■ Action item ■
Look through the entries below. Report each line that has the word "from" in it.

==============================

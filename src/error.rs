//! Error taxonomy shared across the backup core.

use thiserror::Error;

#[derive(Error, Debug)]
pub enum Error {
    #[error("backup does not exist")]
    BackupNotFound,

    #[error("backup already exists")]
    BackupAlreadyExists,

    #[error("unknown rsync exit code {0}")]
    InvalidExitCode(i32),

    #[error("an rsync process is already running")]
    AlreadyRunning,

    #[error("not an absolute path: {0:?}")]
    InvalidPath(String),

    #[error("invalid duration: {0:?}")]
    InvalidDuration(String),

    #[error("I/O failure: {0}")]
    Io(#[from] std::io::Error),

    #[error("SSH transport failure: {0}")]
    Ssh(#[from] ssh2::Error),

    #[error("could not connect to {host}: {reason}")]
    Connection { host: String, reason: String },

    #[error("invalid backup metadata: {0}")]
    Metadata(#[from] serde_json::Error),
}

impl Error {
    /// True when the underlying failure is a missing file or directory.
    pub fn is_not_found(&self) -> bool {
        match self {
            Error::Io(e) => e.kind() == std::io::ErrorKind::NotFound,
            Error::Ssh(e) => matches!(e.code(), ssh2::ErrorCode::SFTP(2)),
            _ => false,
        }
    }
}

pub type Result<T> = std::result::Result<T, Error>;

==============================

■ Task response ■
    Io(#[from] std::io::Error),
    Ssh(#[from] ssh2::Error),
    Metadata(#[from] serde_json::Error),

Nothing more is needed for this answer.